**Data listing:**
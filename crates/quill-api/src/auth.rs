use std::sync::Arc;

use axum::{Json, extract::State, http::StatusCode, response::IntoResponse};
use axum_extra::extract::cookie::{Cookie, CookieJar, SameSite};

use quill_core::{credentials, session};
use quill_db::Database;
use quill_types::api::{LoginRequest, LoginResponse, RegisterRequest};

use crate::blocking;
use crate::error::ApiError;
use crate::middleware::SESSION_COOKIE;

pub type AppState = Arc<AppStateInner>;

pub struct AppStateInner {
    pub db: Database,
}

fn session_cookie(token: String) -> Cookie<'static> {
    Cookie::build((SESSION_COOKIE, token))
        .path("/")
        .http_only(true)
        .same_site(SameSite::Lax)
        .build()
}

pub async fn register(
    State(state): State<AppState>,
    jar: CookieJar,
    Json(req): Json<RegisterRequest>,
) -> Result<impl IntoResponse, ApiError> {
    // Validate input
    if req.username.len() < 3 || req.username.len() > 32 {
        return Err(ApiError::BadRequest("username must be 3-32 characters"));
    }
    if req.password.len() < 8 {
        return Err(ApiError::BadRequest("password must be at least 8 characters"));
    }
    if !req.email.contains('@') {
        return Err(ApiError::BadRequest("email is not valid"));
    }

    // Hash + insert + session start all happen on the blocking pool; the
    // session is durable before the response (and cookie) leave here.
    let (user, new_session) = blocking(move || {
        let user = credentials::register(&state.db, &req.username, &req.email, &req.password)?;
        let new_session = session::start(&state.db, user.id, &user.username)?;
        Ok((user, new_session))
    })
    .await?;

    Ok((
        StatusCode::CREATED,
        jar.add(session_cookie(new_session.token.to_string())),
        Json(LoginResponse {
            user_id: user.id,
            username: user.username,
        }),
    ))
}

pub async fn login(
    State(state): State<AppState>,
    jar: CookieJar,
    Json(req): Json<LoginRequest>,
) -> Result<impl IntoResponse, ApiError> {
    let (user, new_session) = blocking(move || {
        let user = credentials::verify(&state.db, &req.email, &req.password)?;
        let new_session = session::start(&state.db, user.id, &user.username)?;
        Ok((user, new_session))
    })
    .await?;

    Ok((
        jar.add(session_cookie(new_session.token.to_string())),
        Json(LoginResponse {
            user_id: user.id,
            username: user.username,
        }),
    ))
}

/// Ends the caller's session. A second logout with the same cookie gets a
/// 404 ("no active session") rather than succeeding silently.
pub async fn logout(
    State(state): State<AppState>,
    jar: CookieJar,
) -> Result<impl IntoResponse, ApiError> {
    let token = jar
        .get(SESSION_COOKIE)
        .map(|c| c.value().to_string())
        .ok_or(quill_core::CoreError::NoActiveSession)?;

    blocking(move || session::end(&state.db, &token)).await?;

    Ok((
        StatusCode::NO_CONTENT,
        jar.remove(Cookie::build(SESSION_COOKIE).path("/").build()),
    ))
}
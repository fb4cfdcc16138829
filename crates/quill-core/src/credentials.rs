use argon2::{
    Argon2, PasswordHash, PasswordHasher, PasswordVerifier,
    password_hash::{SaltString, rand_core::OsRng},
};
use uuid::Uuid;

use quill_db::Database;
use quill_types::models::{PublicProfile, User};

use crate::convert::{parse_uuid, user_from_row};
use crate::error::{CoreError, CoreResult};

/// The one place plaintext becomes a stored credential. Registration,
/// profile updates, and seeding all hash through here.
pub fn hash_password(plaintext: &str) -> CoreResult<String> {
    let salt = SaltString::generate(&mut OsRng);
    let hash = Argon2::default()
        .hash_password(plaintext.as_bytes(), &salt)
        .map_err(|e| CoreError::Store(anyhow::anyhow!("password hashing failed: {e}")))?
        .to_string();
    Ok(hash)
}

pub fn register(db: &Database, username: &str, email: &str, password: &str) -> CoreResult<User> {
    if db.get_user_by_username(username)?.is_some() {
        return Err(CoreError::DuplicateKey("username"));
    }
    if db.get_user_by_email(email)?.is_some() {
        return Err(CoreError::DuplicateKey("email"));
    }

    let password_hash = hash_password(password)?;
    let id = Uuid::new_v4();
    db.create_user(&id.to_string(), username, email, &password_hash)?;

    // Re-read for the store-assigned created_at.
    let row = db
        .get_user_by_id(&id.to_string())?
        .ok_or(CoreError::NotFound)?;
    Ok(user_from_row(row))
}

/// Login check. Wrong email and wrong password are indistinguishable to
/// the caller; the stored hash is never compared as plaintext.
pub fn verify(db: &Database, email: &str, password: &str) -> CoreResult<User> {
    let row = db
        .get_user_by_email(email)?
        .ok_or(CoreError::InvalidCredentials)?;

    let parsed_hash = PasswordHash::new(&row.password)
        .map_err(|e| CoreError::Store(anyhow::anyhow!("stored hash unparseable: {e}")))?;

    Argon2::default()
        .verify_password(password.as_bytes(), &parsed_hash)
        .map_err(|_| CoreError::InvalidCredentials)?;

    Ok(user_from_row(row))
}

pub fn public_profile(db: &Database, user_id: Uuid) -> CoreResult<PublicProfile> {
    let row = db
        .get_user_by_id(&user_id.to_string())?
        .ok_or(CoreError::NotFound)?;
    Ok(PublicProfile {
        id: parse_uuid(&row.id),
        username: row.username,
    })
}
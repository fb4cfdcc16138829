use axum::{Json, http::StatusCode, response::IntoResponse, response::Response};
use tracing::error;

use quill_core::CoreError;
use quill_types::api::ErrorBody;

/// Boundary error for API handlers: the core taxonomy plus request-shape
/// rejections. Maps every outcome to a status code and a stable JSON
/// `message` body.
#[derive(Debug)]
pub enum ApiError {
    Core(CoreError),
    BadRequest(&'static str),
}

impl From<CoreError> for ApiError {
    fn from(err: CoreError) -> Self {
        Self::Core(err)
    }
}

impl IntoResponse for ApiError {
    fn into_response(self) -> Response {
        let (status, message) = match self {
            Self::BadRequest(msg) => (StatusCode::BAD_REQUEST, msg.to_string()),
            Self::Core(err) => match err {
                CoreError::NotFound => (StatusCode::NOT_FOUND, err.to_string()),
                CoreError::NoActiveSession => (StatusCode::NOT_FOUND, err.to_string()),
                CoreError::Unauthorized => (StatusCode::UNAUTHORIZED, err.to_string()),
                CoreError::Forbidden => (StatusCode::FORBIDDEN, err.to_string()),
                CoreError::InvalidCredentials => (StatusCode::BAD_REQUEST, err.to_string()),
                CoreError::DuplicateKey(_) => (StatusCode::CONFLICT, err.to_string()),
                CoreError::Store(inner) => {
                    // Log with full context; the client gets a generic body.
                    error!("store failure: {:#}", inner);
                    (
                        StatusCode::INTERNAL_SERVER_ERROR,
                        "internal server error".to_string(),
                    )
                }
            },
        };

        (status, Json(ErrorBody { message })).into_response()
    }
}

**Task brief:** What is needed here is every record above, repeated exactly.

**Exercise response:**
filename crates/quill-api/src/auth.rs
use std::sync::Arc;

use axum::{Json, extract::State, http::StatusCode, response::IntoResponse};
use axum_extra::extract::cookie::{Cookie, CookieJar, SameSite};

use quill_core::{credentials, session};
use quill_db::Database;
use quill_types::api::{LoginRequest, LoginResponse, RegisterRequest};

use crate::blocking;
use crate::error::ApiError;
use crate::middleware::SESSION_COOKIE;

pub type AppState = Arc<AppStateInner>;

pub struct AppStateInner {
    pub db: Database,
}

fn session_cookie(token: String) -> Cookie<'static> {
    Cookie::build((SESSION_COOKIE, token))
        .path("/")
        .http_only(true)
        .same_site(SameSite::Lax)
        .build()
}

pub async fn register(
    State(state): State<AppState>,
    jar: CookieJar,
    Json(req): Json<RegisterRequest>,
) -> Result<impl IntoResponse, ApiError> {
    // Validate input
    if req.username.len() < 3 || req.username.len() > 32 {
        return Err(ApiError::BadRequest("username must be 3-32 characters"));
    }
    if req.password.len() < 8 {
        return Err(ApiError::BadRequest("password must be at least 8 characters"));
    }
    if !req.email.contains('@') {
        return Err(ApiError::BadRequest("email is not valid"));
    }

    // Hash + insert + session start all happen on the blocking pool; the
    // session is durable before the response (and cookie) leave here.
    let (user, new_session) = blocking(move || {
        let user = credentials::register(&state.db, &req.username, &req.email, &req.password)?;
        let new_session = session::start(&state.db, user.id, &user.username)?;
        Ok((user, new_session))
    })
    .await?;

    Ok((
        StatusCode::CREATED,
        jar.add(session_cookie(new_session.token.to_string())),
        Json(LoginResponse {
            user_id: user.id,
            username: user.username,
        }),
    ))
}

pub async fn login(
    State(state): State<AppState>,
    jar: CookieJar,
    Json(req): Json<LoginRequest>,
) -> Result<impl IntoResponse, ApiError> {
    let (user, new_session) = blocking(move || {
        let user = credentials::verify(&state.db, &req.email, &req.password)?;
        let new_session = session::start(&state.db, user.id, &user.username)?;
        Ok((user, new_session))
    })
    .await?;

    Ok((
        jar.add(session_cookie(new_session.token.to_string())),
        Json(LoginResponse {
            user_id: user.id,
            username: user.username,
        }),
    ))
}

/// Ends the caller's session. A second logout with the same cookie gets a
/// 404 ("no active session") rather than succeeding silently.
pub async fn logout(
    State(state): State<AppState>,
    jar: CookieJar,
) -> Result<impl IntoResponse, ApiError> {
    let token = jar
        .get(SESSION_COOKIE)
        .map(|c| c.value().to_string())
        .ok_or(quill_core::CoreError::NoActiveSession)?;

    blocking(move || session::end(&state.db, &token)).await?;

    Ok((
        StatusCode::NO_CONTENT,
        jar.remove(Cookie::build(SESSION_COOKIE).path("/").build()),
    ))
}
repository fb4cfdcc16138829
filename crates/quill-core/src/credentials.rs
use argon2::{
    Argon2, PasswordHash, PasswordHasher, PasswordVerifier,
    password_hash::{SaltString, rand_core::OsRng},
};
use uuid::Uuid;

use quill_db::Database;
use quill_types::models::{PublicProfile, User};

use crate::convert::{parse_uuid, user_from_row};
use crate::error::{CoreError, CoreResult};

/// The one place plaintext becomes a stored credential. Registration,
/// profile updates, and seeding all hash through here.
pub fn hash_password(plaintext: &str) -> CoreResult<String> {
    let salt = SaltString::generate(&mut OsRng);
    let hash = Argon2::default()
        .hash_password(plaintext.as_bytes(), &salt)
        .map_err(|e| CoreError::Store(anyhow::anyhow!("password hashing failed: {e}")))?
        .to_string();
    Ok(hash)
}

pub fn register(db: &Database, username: &str, email: &str, password: &str) -> CoreResult<User> {
    if db.get_user_by_username(username)?.is_some() {
        return Err(CoreError::DuplicateKey("username"));
    }
    if db.get_user_by_email(email)?.is_some() {
        return Err(CoreError::DuplicateKey("email"));
    }

    let password_hash = hash_password(password)?;
    let id = Uuid::new_v4();
    db.create_user(&id.to_string(), username, email, &password_hash)?;

    // Re-read for the store-assigned created_at.
    let row = db
        .get_user_by_id(&id.to_string())?
        .ok_or(CoreError::NotFound)?;
    Ok(user_from_row(row))
}

/// Login check. Wrong email and wrong password are indistinguishable to
/// the caller; the stored hash is never compared as plaintext.
pub fn verify(db: &Database, email: &str, password: &str) -> CoreResult<User> {
    let row = db
        .get_user_by_email(email)?
        .ok_or(CoreError::InvalidCredentials)?;

    let parsed_hash = PasswordHash::new(&row.password)
        .map_err(|e| CoreError::Store(anyhow::anyhow!("stored hash unparseable: {e}")))?;

    Argon2::default()
        .verify_password(password.as_bytes(), &parsed_hash)
        .map_err(|_| CoreError::InvalidCredentials)?;

    Ok(user_from_row(row))
}

pub fn public_profile(db: &Database, user_id: Uuid) -> CoreResult<PublicProfile> {
    let row = db
        .get_user_by_id(&user_id.to_string())?
        .ok_or(CoreError::NotFound)?;
    Ok(PublicProfile {
        id: parse_uuid(&row.id),
        username: row.username,
    })
}
repository fb4cfdcc16138829
use axum::{Json, http::StatusCode, response::IntoResponse, response::Response};
use tracing::error;

use quill_core::CoreError;
use quill_types::api::ErrorBody;

/// Boundary error for API handlers: the core taxonomy plus request-shape
/// rejections. Maps every outcome to a status code and a stable JSON
/// `message` body.
#[derive(Debug)]
pub enum ApiError {
    Core(CoreError),
    BadRequest(&'static str),
}

impl From<CoreError> for ApiError {
    fn from(err: CoreError) -> Self {
        Self::Core(err)
    }
}

impl IntoResponse for ApiError {
    fn into_response(self) -> Response {
        let (status, message) = match self {
            Self::BadRequest(msg) => (StatusCode::BAD_REQUEST, msg.to_string()),
            Self::Core(err) => match err {
                CoreError::NotFound => (StatusCode::NOT_FOUND, err.to_string()),
                CoreError::NoActiveSession => (StatusCode::NOT_FOUND, err.to_string()),
                CoreError::Unauthorized => (StatusCode::UNAUTHORIZED, err.to_string()),
                CoreError::Forbidden => (StatusCode::FORBIDDEN, err.to_string()),
                CoreError::InvalidCredentials => (StatusCode::BAD_REQUEST, err.to_string()),
                CoreError::DuplicateKey(_) => (StatusCode::CONFLICT, err.to_string()),
                CoreError::Store(inner) => {
                    // Log with full context; the client gets a generic body.
                    error!("store failure: {:#}", inner);
                    (
                        StatusCode::INTERNAL_SERVER_ERROR,
                        "internal server error".to_string(),
                    )
                }
            },
        };

        (status, Json(ErrorBody { message })).into_response()
    }
}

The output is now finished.